In Dead Space — which has no association with the video game franchise of the same name — Kali Wallace has not given us those recycled clichés, thankfully, but she has crafted an intelligent and gripping mystery-space-opera-action-thriller that makes excellent use of its setting and offers a protagonist working through deep emotional trauma while being thrust into a terrifying situation even a person in full control of their emotional health would probably find too much to handle.
Hester Marley once had a bright and promising career as a leading expert in the field of artificial intelligence. Her pride and joy was the Vanguard AI that she developed for the first crewed mission to explore Titan. But that mission met with catastrophe at the hands of terrorists who had infiltrated the crew, leaving Hester one of only a small handful of survivors. Hester was recovered and extensively patched up by Parthenope Enterprises, which provided her new prosthetic limbs and an artificial eye, leaving her in turn with massive medical debt she is having to work off. Her friends and crewmates, her dreams of scientific discovery, and most heartbreakingly Vanguard, the culmination of her life’s work — all lost in the attack.
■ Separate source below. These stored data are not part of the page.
//! Ping playback pipeline
//!
//! Owns the output engine handle, the decoded sample buffer, and the
//! single-slot in-flight load. The engine is created lazily on the first
//! user interaction; the decode runs once on a background thread and the
//! result is cached for the rest of the session. Playback skips a fixed
//! offset into the ping's leading silence so it feels instantaneous.
//!
//! Failure policy: device, read, and decode errors are logged and absorbed.
//! Subsequent flips simply run without sound.

use std::fs;
use std::io::Cursor;
use std::path::PathBuf;
use std::thread::{self, JoinHandle};
use std::time::Duration;

use rodio::buffer::SamplesBuffer;
use rodio::{Decoder, OutputStream, OutputStreamHandle, Sink, Source};
use thiserror::Error;

use crate::config::FlipTuning;

/// Errors the audio subsystem can hit. None of them propagate past the
/// pipeline; they exist for logging and tests.
#[derive(Debug, Error)]
pub enum AudioError {
    #[error("failed to read sound asset {path:?}")]
    Read {
        path: PathBuf,
        #[source]
        source: std::io::Error,
    },

    #[error("failed to decode sound asset")]
    Decode(#[from] rodio::decoder::DecoderError),
}

/// Fully decoded ping, shared read-only after the load completes.
#[derive(Debug, Clone)]
struct DecodedPing {
    channels: u16,
    sample_rate: u32,
    samples: Vec<f32>,
}

impl DecodedPing {
    fn duration(&self) -> Duration {
        let frames = self.samples.len() as u64 / u64::from(self.channels.max(1));
        Duration::from_secs_f64(frames as f64 / f64::from(self.sample_rate.max(1)))
    }
}

fn decode_ping(path: PathBuf) -> Result<DecodedPing, AudioError> {
    let bytes = fs::read(&path).map_err(|source| AudioError::Read { path, source })?;
    let decoder = Decoder::new(Cursor::new(bytes))?;
    let channels = decoder.channels();
    let sample_rate = decoder.sample_rate();
    let samples: Vec<f32> = decoder.convert_samples().collect();
    Ok(DecodedPing { channels, sample_rate, samples })
}

/// Clamps the trim offset so a very short buffer still plays something.
fn clamped_offset(offset: Duration, buffer_duration: Duration) -> Duration {
    let max = buffer_duration.saturating_sub(Duration::from_millis(10));
    offset.min(max)
}

/// Single-slot in-flight load: the slot itself is the deduplication token.
/// At most one decode thread is ever spawned per session; `Failed` is
/// terminal, leaving sound unavailable for the rest of the session.
enum LoadSlot {
    Idle,
    Loading(JoinHandle<Result<DecodedPing, AudioError>>),
    Ready(DecodedPing),
    Failed,
}

/// Output device handle. The stream must stay alive for playback to work.
struct Engine {
    _stream: OutputStream,
    handle: OutputStreamHandle,
}

/// The session-lifetime audio pipeline. Survives resets.
pub struct AudioPipeline {
    engine: Option<Engine>,
    /// Set after a failed device open so we do not probe every frame.
    engine_failed: bool,
    load: LoadSlot,
    /// A flip asked for sound before the pipeline was ready; play as soon
    /// as it catches up.
    pending_play: bool,
    ping_offset: Duration,
    ping_path: PathBuf,
    loads_started: u32,
}

impl AudioPipeline {
    pub fn new(tuning: &FlipTuning) -> Self {
        Self {
            engine: None,
            engine_failed: false,
            load: LoadSlot::Idle,
            pending_play: false,
            ping_offset: tuning.ping_offset,
            ping_path: tuning.ping_path.clone(),
            loads_started: 0,
        }
    }

    /// One-shot priming on the first user interaction: claim the output
    /// device and kick off the decode so the first flip's sound is instant.
    pub fn prime(&mut self) {
        self.ensure_engine();
        self.ensure_loaded();
    }

    /// Idempotent load-ensure. The first call spawns the decode thread;
    /// while it is in flight further calls are no-ops, and once the slot is
    /// `Ready` or `Failed` the call returns immediately.
    pub fn ensure_loaded(&mut self) {
        if !matches!(self.load, LoadSlot::Idle) {
            return;
        }

        let path = self.ping_path.clone();
        self.loads_started += 1;
        self.load = LoadSlot::Loading(thread::spawn(move || decode_ping(path)));
    }

    /// Audio-first kick for a flip trigger. Plays immediately when the
    /// buffer and engine are ready; otherwise starts whatever is missing
    /// and flags the playback to happen as soon as the pipeline catches up.
    pub fn kick(&mut self) {
        if self.engine.is_some() && matches!(self.load, LoadSlot::Ready(_)) {
            self.play_now();
            return;
        }

        self.ensure_engine();
        self.ensure_loaded();
        self.pending_play = true;
    }

    /// Per-frame poll: harvests a finished decode and satisfies a pending
    /// playback once possible.
    pub fn poll(&mut self) {
        if let LoadSlot::Loading(handle) = &self.load {
            if handle.is_finished() {
                let slot = std::mem::replace(&mut self.load, LoadSlot::Idle);
                let LoadSlot::Loading(handle) = slot else { unreachable!() };
                self.load = match handle.join() {
                    Ok(Ok(ping)) => {
                        tracing::debug!(
                            duration_ms = ping.duration().as_millis() as u64,
                            "ping decoded"
                        );
                        LoadSlot::Ready(ping)
                    }
                    Ok(Err(err)) => {
                        tracing::warn!(%err, "ping load failed, flips will be silent");
                        LoadSlot::Failed
                    }
                    Err(_) => {
                        tracing::warn!("ping decode thread panicked, flips will be silent");
                        LoadSlot::Failed
                    }
                };
            }
        }

        if self.pending_play {
            match &self.load {
                LoadSlot::Ready(_) if self.engine.is_some() => {
                    self.play_now();
                    self.pending_play = false;
                }
                // Terminal states: the sound for that flip is lost.
                LoadSlot::Failed => self.pending_play = false,
                _ if self.engine_failed => self.pending_play = false,
                _ => {}
            }
        }
    }

    /// True once the decoded buffer is cached.
    pub fn is_ready(&self) -> bool {
        matches!(self.load, LoadSlot::Ready(_))
    }

    fn ensure_engine(&mut self) {
        if self.engine.is_some() || self.engine_failed {
            return;
        }
        match OutputStream::try_default() {
            Ok((stream, handle)) => {
                self.engine = Some(Engine { _stream: stream, handle });
            }
            Err(err) => {
                tracing::warn!(%err, "no audio output device, flips will be silent");
                self.engine_failed = true;
            }
        }
    }

    /// Fire-and-forget playback of the cached ping through a detached sink.
    fn play_now(&self) {
        let Some(engine) = &self.engine else { return };
        let LoadSlot::Ready(ping) = &self.load else { return };

        let Ok(sink) = Sink::try_new(&engine.handle) else {
            tracing::warn!("could not open playback sink");
            return;
        };

        let offset = clamped_offset(self.ping_offset, ping.duration());
        let source = SamplesBuffer::new(ping.channels, ping.sample_rate, ping.samples.clone())
            .skip_duration(offset);
        sink.append(source);
        sink.detach();
    }

    #[cfg(test)]
    fn loads_started(&self) -> u32 {
        self.loads_started
    }
}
Heartless, amoral corporations that think only of profits with a cold indifference to worker well-being and safety aren’t exactly the most original or challenging of villains, either in science fiction or real life. Heck, a lot of folks literally order the books they read from just such a corporation. But Wallace still finds a way to offer some sobering commentary that avoids shallow, finger-wagging polemics. Hester has been forced to enter a situation very much like indentured servitude to Parthenope, which includes a whole raft of legal restrictions regarding the proprietary technology used to fix her up. Rather than making use of her AI expertise, they’ve shunted her into a low-level security job on the asteroid habitat Hygiea. The individual has no power against the might of a corporate titan, and Parthenope forcing Hester into a lousy option simply by making sure every other option they offered her was even lousier is only one of the factors prolonging Hester’s ongoing anxiety and depression. They may have repaired her physical condition, after a fashion, but it’s all taken a toll on her mental condition.
Still, Hester is not one to wallow in self-pity. When she receives an unexpected and extremely cryptic personal message from David Prussenko, one of her fellow Titan survivors, only to learn very soon after that he’s been brutally murdered, Hester immediately volunteers to join the team traveling to the remote asteroid mining station of Nimue to investigate the crime.
David was killed, of course, because he discovered something very sketchy taking place deep within the bowels of the asteroid mine. What adds to the mystery is that David himself managed to disable all station surveillance for the hour during which he was killed, effectively helping to cover up his own murder in advance. Was he tricked, and by whom? In the tradition of all good mysteries, everyone is a suspect, and the station crew is certainly full of oddballs, none of whom seems to be especially worried for their own safety considering one of them must be the killer. Experienced mystery readers won’t find some of the revelations too surprising, but Wallace does add exciting layers to the narrative that build on her universe, flesh out the backstory, and allow for some very clever and well-timed surprises.
As a lover of any story set in some grimy industrial hellhole in the darkest depths of space, Dead Space really impressed me with Wallace’s tactile and immersive evocation of Nimue Station itself. It’s all got just the right oppressive mood, and once we’re on Nimue, the action all unfolds within a single day, allowing the tension to ramp up very quickly as Hester uncovers one secret after another while trying to keep herself and as much of the rest of the crew as she can alive. There’s one brilliant scene when Hester realizes she has no choice but to travel across the surface of the asteroid outside the station, a prospect that floods her with pure terror.
If Wallace could have done anything differently, there ought to have been more depth to the supporting characters. The narrative is single-minded in its focus on Hester’s point of view, leaving pretty much everyone else a cipher dropped into a stock role. But the resolution satisfies, and it delivers Hester to a place that probably can’t be called peace, but definitely schadenfreude. And you know, that’s just as good.